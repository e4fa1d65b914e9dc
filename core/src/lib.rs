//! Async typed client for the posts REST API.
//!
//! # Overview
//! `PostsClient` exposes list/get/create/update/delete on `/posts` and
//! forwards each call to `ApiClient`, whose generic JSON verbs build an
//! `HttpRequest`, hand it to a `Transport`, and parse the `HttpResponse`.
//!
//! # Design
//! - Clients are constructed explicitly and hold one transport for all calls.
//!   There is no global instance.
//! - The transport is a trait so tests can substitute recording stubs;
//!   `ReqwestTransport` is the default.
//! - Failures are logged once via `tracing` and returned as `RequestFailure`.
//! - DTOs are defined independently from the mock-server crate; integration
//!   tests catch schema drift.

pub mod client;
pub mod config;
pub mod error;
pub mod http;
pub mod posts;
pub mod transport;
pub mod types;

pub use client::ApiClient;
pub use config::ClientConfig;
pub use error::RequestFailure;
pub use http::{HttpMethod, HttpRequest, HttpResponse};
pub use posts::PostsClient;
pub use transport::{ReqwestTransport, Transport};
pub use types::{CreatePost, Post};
---
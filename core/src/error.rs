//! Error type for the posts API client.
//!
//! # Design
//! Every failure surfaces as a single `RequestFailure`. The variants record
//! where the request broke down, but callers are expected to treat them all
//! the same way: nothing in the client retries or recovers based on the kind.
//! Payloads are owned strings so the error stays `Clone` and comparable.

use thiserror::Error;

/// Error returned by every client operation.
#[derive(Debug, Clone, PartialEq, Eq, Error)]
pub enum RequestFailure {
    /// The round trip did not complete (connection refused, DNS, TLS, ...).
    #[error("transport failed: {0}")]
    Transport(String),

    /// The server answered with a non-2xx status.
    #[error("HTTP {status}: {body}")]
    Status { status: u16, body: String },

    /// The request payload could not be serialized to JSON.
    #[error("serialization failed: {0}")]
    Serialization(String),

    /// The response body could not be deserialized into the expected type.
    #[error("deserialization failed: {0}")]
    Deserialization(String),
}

What the task requires:
Look in the material above for the line with "posts API client." and the line with "pub enum RequestFailure", and transcribe exactly those lines and all lines between them, nothing more.

Answer section:
//! Error type for the posts API client.
//!
//! # Design
//! Every failure surfaces as a single `RequestFailure`. The variants record
//! where the request broke down, but callers are expected to treat them all
//! the same way: nothing in the client retries or recovers based on the kind.
//! Payloads are owned strings so the error stays `Clone` and comparable.

use thiserror::Error;

/// Error returned by every client operation.
#[derive(Debug, Clone, PartialEq, Eq, Error)]
pub enum RequestFailure {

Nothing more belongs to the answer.